A Brief Look At The Painter Rembrandt Harmenszoon van Rijn
Rembrandt was born on July 15, 1606. He was a Dutch Baroque artist, and he is regarded as one of the finest storytellers in art history. His works depict people in different moods and dramatic appearances. Rembrandt was also a master of light and shade, and his uncompromising realism led some detractors to argue that he preferred ugly over beauty.
Rembrandt specialized in portraiture. The fact that roughly a tenth of his painted and etched work is self-portraits and studies of his own face has sparked much discussion. He painted, engraved, or drew in pen and ink or chalk the biblical, historical, mythical, and allegorical “history pieces”. Rembrandt’s style evolved dramatically during his lifetime. Even within a single piece, his approach to composition and portrayal of space and light, as well as his brushwork and treatment of line and tone (in drawings and etchings), change gradually.

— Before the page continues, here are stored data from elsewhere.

//! # Message Bus Facade
//!
//! The API application code talks to. Everything delegates to
//! [`BusCore`]; this layer only adds closure conveniences and a builder.
//!
//! ```ignore
//! let bus = MessageBus::new();
//!
//! let _sub = bus.subscribe_fn(|event: Event<UserCreated>| async move {
//!     println!("welcome {}", event.payload.name);
//!     Ok(())
//! });
//!
//! bus.handle_command_fn(|cmd: Command<CreateUser>| async move {
//!     Ok(cmd.payload.name.len())
//! })?;
//!
//! let id: usize = bus.send(Command::new(Layer::Presentation, create).to(Layer::Application)).await?;
//! ```

use crate::cache::CacheStatistics;
use crate::core::BusCore;
use crate::handler::{
    CommandHandler, EventHandler, FnCommandHandler, FnEventHandler, FnQueryHandler, QueryHandler,
    WeakEventHandler,
};
use crate::metrics::{MetricsSink, MetricsSnapshot, NoopSink};
use crate::registration::Registration;
use crate::registry::{Liveness, RegistrationId, RegistrationOptions, RegistryIntrospection};
use bus_types::{
    BusConfig, BusError, Command, ConfigError, Event, HandlerResult, LayerGraph, Query, Response,
};
use serde::Serialize;
use std::future::Future;
use std::sync::Arc;
use tracing::info;

/// Cloneable handle to one bus instance.
#[derive(Clone)]
pub struct MessageBus {
    core: Arc<BusCore>,
}

impl MessageBus {
    /// Bus with default configuration and no metrics sink.
    #[must_use]
    pub fn new() -> Self {
        Self::from_core(BusCore::new(
            BusConfig::default(),
            LayerGraph::STANDARD,
            Arc::new(NoopSink),
        ))
    }

    #[must_use]
    pub fn builder() -> MessageBusBuilder {
        MessageBusBuilder::default()
    }

    fn from_core(core: BusCore) -> Self {
        Self {
            core: Arc::new(core),
        }
    }

    // --- events -------------------------------------------------------

    pub fn subscribe<T, H>(&self, handler: H) -> Registration
    where
        T: Clone + Send + Sync + 'static,
        H: EventHandler<T>,
    {
        self.subscribe_with::<T, _>(handler, RegistrationOptions::default())
    }

    pub fn subscribe_fn<T, F, Fut>(&self, f: F) -> Registration
    where
        T: Clone + Send + Sync + 'static,
        F: Fn(Event<T>) -> Fut + Send + Sync + 'static,
        Fut: Future<Output = HandlerResult<()>> + Send + 'static,
    {
        self.subscribe::<T, _>(FnEventHandler(f))
    }

    pub fn subscribe_with<T, H>(&self, handler: H, options: RegistrationOptions) -> Registration
    where
        T: Clone + Send + Sync + 'static,
        H: EventHandler<T>,
    {
        self.core.register_event::<T, H>(Arc::new(handler), options)
    }

    /// Subscribe a handler that lives only as long as `owner`.
    ///
    /// The owner is held weakly. Once it is dropped, deliveries are skipped
    /// and the registration is purged on the next publish of `T`.
    pub fn subscribe_weak<T, O, F, Fut>(&self, owner: &Arc<O>, f: F) -> Registration
    where
        T: Clone + Send + Sync + 'static,
        O: Send + Sync + 'static,
        F: Fn(Arc<O>, Event<T>) -> Fut + Send + Sync + 'static,
        Fut: Future<Output = HandlerResult<()>> + Send + 'static,
    {
        let options = RegistrationOptions::new().with_liveness(Liveness::tied_to(owner));
        self.subscribe_with::<T, _>(WeakEventHandler::new(owner, f), options)
    }

    // --- commands -----------------------------------------------------

    /// # Errors
    ///
    /// `HandlerAlreadyRegistered` if `T` already has a handler.
    pub fn handle_command<T, H>(&self, handler: H) -> Result<Registration, BusError>
    where
        T: Send + 'static,
        H: CommandHandler<T>,
    {
        self.handle_command_with::<T, _>(handler, RegistrationOptions::default())
    }

    /// # Errors
    ///
    /// `HandlerAlreadyRegistered` if `T` already has a handler.
    pub fn handle_command_fn<T, O, F, Fut>(&self, f: F) -> Result<Registration, BusError>
    where
        T: Send + 'static,
        O: Send + 'static,
        F: Fn(Command<T>) -> Fut + Send + Sync + 'static,
        Fut: Future<Output = HandlerResult<O>> + Send + 'static,
    {
        self.handle_command::<T, _>(FnCommandHandler::new(f))
    }

    /// # Errors
    ///
    /// `HandlerAlreadyRegistered` if `T` already has a handler.
    pub fn handle_command_with<T, H>(
        &self,
        handler: H,
        options: RegistrationOptions,
    ) -> Result<Registration, BusError>
    where
        T: Send + 'static,
        H: CommandHandler<T>,
    {
        self.core.register_command::<T, H>(Arc::new(handler), options)
    }

    // --- queries ------------------------------------------------------

    /// # Errors
    ///
    /// `HandlerAlreadyRegistered` if `(T, R)` already has a handler.
    pub fn handle_query<T, R, H>(&self, handler: H) -> Result<Registration, BusError>
    where
        T: Send + 'static,
        R: Send + 'static,
        H: QueryHandler<T, R>,
    {
        self.handle_query_with::<T, R, _>(handler, RegistrationOptions::default())
    }

    /// # Errors
    ///
    /// `HandlerAlreadyRegistered` if `(T, R)` already has a handler.
    pub fn handle_query_fn<T, R, F, Fut>(&self, f: F) -> Result<Registration, BusError>
    where
        T: Send + 'static,
        R: Send + 'static,
        F: Fn(Query<T, R>) -> Fut + Send + Sync + 'static,
        Fut: Future<Output = HandlerResult<R>> + Send + 'static,
    {
        self.handle_query::<T, R, _>(FnQueryHandler(f))
    }

    /// # Errors
    ///
    /// `HandlerAlreadyRegistered` if `(T, R)` already has a handler.
    pub fn handle_query_with<T, R, H>(
        &self,
        handler: H,
        options: RegistrationOptions,
    ) -> Result<Registration, BusError>
    where
        T: Send + 'static,
        R: Send + 'static,
        H: QueryHandler<T, R>,
    {
        self.core.register_query::<T, R, H>(Arc::new(handler), options)
    }

    /// Remove a registration by id. Returns `false` if it was already gone.
    pub fn unregister(&self, id: RegistrationId) -> bool {
        self.core.unregister(id)
    }

    // --- invocation ---------------------------------------------------

    /// See [`BusCore::publish`].
    pub async fn publish<T>(&self, event: Event<T>) -> usize
    where
        T: Clone + Send + Sync + 'static,
    {
        self.core.publish(event).await
    }

    /// See [`BusCore::send`].
    ///
    /// # Errors
    ///
    /// See [`BusCore::send`].
    pub async fn send<T, O>(&self, command: Command<T>) -> Result<O, BusError>
    where
        T: Send + 'static,
        O: Send + 'static,
    {
        self.core.send(command).await
    }

    /// See [`BusCore::query`].
    ///
    /// # Errors
    ///
    /// See [`BusCore::query`].
    pub async fn query<T, R>(&self, query: Query<T, R>) -> Result<Response<R>, BusError>
    where
        T: Serialize + Send + 'static,
        R: Clone + Default + Send + Sync + 'static,
    {
        self.core.query(query).await
    }

    // --- diagnostics --------------------------------------------------

    #[must_use]
    pub fn introspect(&self) -> RegistryIntrospection {
        self.core.introspect()
    }

    /// Drop every registration whose owner is gone.
    pub fn cleanup_deallocated(&self) -> usize {
        self.core.cleanup_deallocated()
    }

    #[must_use]
    pub fn metrics(&self) -> MetricsSnapshot {
        self.core.metrics()
    }

    #[must_use]
    pub fn cache_statistics(&self) -> CacheStatistics {
        self.core.cache_statistics()
    }

    pub fn invalidate_cache(&self, key: &str) -> bool {
        self.core.invalidate_cache(key)
    }

    pub fn invalidate_all_cache(&self) {
        self.core.invalidate_all_cache();
    }

    #[must_use]
    pub fn config(&self) -> &BusConfig {
        self.core.config()
    }
}

impl Default for MessageBus {
    fn default() -> Self {
        Self::new()
    }
}

/// Builder for [`MessageBus`].
#[derive(Default)]
pub struct MessageBusBuilder {
    config: BusConfig,
    graph: Option<LayerGraph>,
    sink: Option<Arc<dyn MetricsSink>>,
}

impl MessageBusBuilder {
    #[must_use]
    pub fn config(mut self, config: BusConfig) -> Self {
        self.config = config;
        self
    }

    /// Replace the standard routing policy.
    #[must_use]
    pub fn layer_graph(mut self, graph: LayerGraph) -> Self {
        self.graph = Some(graph);
        self
    }

    #[must_use]
    pub fn metrics_sink(mut self, sink: Arc<dyn MetricsSink>) -> Self {
        self.sink = Some(sink);
        self
    }

    /// Validate the configuration and create the bus.
    ///
    /// # Errors
    ///
    /// Returns `ConfigError` if a timeout, TTL or capacity is zero.
    pub fn build(self) -> Result<MessageBus, ConfigError> {
        self.config.validate()?;
        info!(
            strict_routing = self.config.strict_routing_enforcement,
            allow_bypass = self.config.allow_routing_bypass,
            cache_max_entries = self.config.cache_max_entries,
            "Message bus created"
        );
        Ok(MessageBus::from_core(BusCore::new(
            self.config,
            self.graph.unwrap_or_default(),
            self.sink.unwrap_or_else(|| Arc::new(NoopSink)),
        )))
    }
}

His work known as Night Watch (1640/42) was a stylistic turning point in his career. Rembrandt’s historical paintings, etchings, portraits, and self-portraits soon gained popularity among Dutch art enthusiasts and collectors. Aside from his unique etchings, his drawings, done as practice exercises or sketches for other works, were also treasured by modern art aficionados.
Rembrandt passes away on October 4, 1669, in Amsterdam, impoverished and misunderstood. His worldwide reputation among collectors and enthusiasts kept growing exponentially. He influenced painters in 18th century Germany and Venice. He was considered a precursor of the Romantic movement and one of the finest personalities in world art history.